Source material:

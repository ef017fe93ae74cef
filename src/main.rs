//! mlc-migrate: markdown-link-check to linkspector configuration migration
//!
//! This is the main entry point for the mlc-migrate binary. It parses the CLI,
//! loads the source configuration, translates it, and writes the result.
//!
//! # I/O Architecture
//!
//! - **stdout**: Only the generated YAML, so the output can be redirected
//!   straight into `.linkspector.yml`
//! - **stderr**: Conversion warnings, errors, and debug logging

use std::process::ExitCode;

use anyhow::{Context, Result};
use clap::Parser;
use mlc_migrate::{
    cli::Cli,
    config::{self, SourceLoader},
    report, translate,
};
use tracing::{debug, info};

fn main() -> ExitCode {
    // Parse CLI arguments first (before any other initialization)
    let cli = Cli::parse();

    if let Err(e) = init_tracing(cli.verbose) {
        eprintln!("Error: {e:#}");
        return ExitCode::FAILURE;
    }

    debug!("Parsed CLI arguments: {:?}", cli);

    match run(&cli) {
        Ok(()) => ExitCode::SUCCESS,
        Err(e) => {
            eprintln!("Error: {e:#}");
            ExitCode::FAILURE
        }
    }
}

fn run(cli: &Cli) -> Result<()> {
    // Load failures end the run before anything is translated
    let source = SourceLoader::new().load(&cli.input_file)?;

    let (linkspector, warnings) = translate::translate(&source);
    info!(
        "Converted {:?} with {} warnings",
        cli.input_file,
        warnings.len()
    );

    if !cli.quiet {
        // The lead-in only makes sense when the YAML follows on the terminal
        let yaml_follows = cli.output.is_none();
        report::write_warnings(&mut std::io::stderr().lock(), &warnings, yaml_follows)
            .context("Failed to write warnings")?;
    }

    config::write_output(&linkspector, cli.output.as_deref())?;
    Ok(())
}

/// Initialize the tracing subscriber for debug/development logging.
///
/// Logs go to stderr so stdout carries only YAML.
///
/// # Verbosity Levels
/// - 0 (default): `RUST_LOG`, or only warnings and errors
/// - 1 (-v): Info level
/// - 2 (-vv): Debug level
/// - 3+ (-vvv): Trace level
fn init_tracing(verbose: u8) -> Result<()> {
    use tracing_subscriber::{EnvFilter, fmt, prelude::*};

    let filter = match verbose {
        0 => EnvFilter::try_from_default_env().unwrap_or_else(|_| EnvFilter::new("warn")),
        1 => EnvFilter::new("info"),
        2 => EnvFilter::new("debug"),
        _ => EnvFilter::new("trace"),
    };

    tracing_subscriber::registry()
        .with(fmt::layer().with_writer(std::io::stderr))
        .with(filter)
        .try_init()
        .context("Failed to initialize tracing subscriber")?;

    Ok(())
}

Required action: Some lines contain the word "match". Pull each one out of the listing.

Reply:
    match run(&cli) {
    let filter = match verbose {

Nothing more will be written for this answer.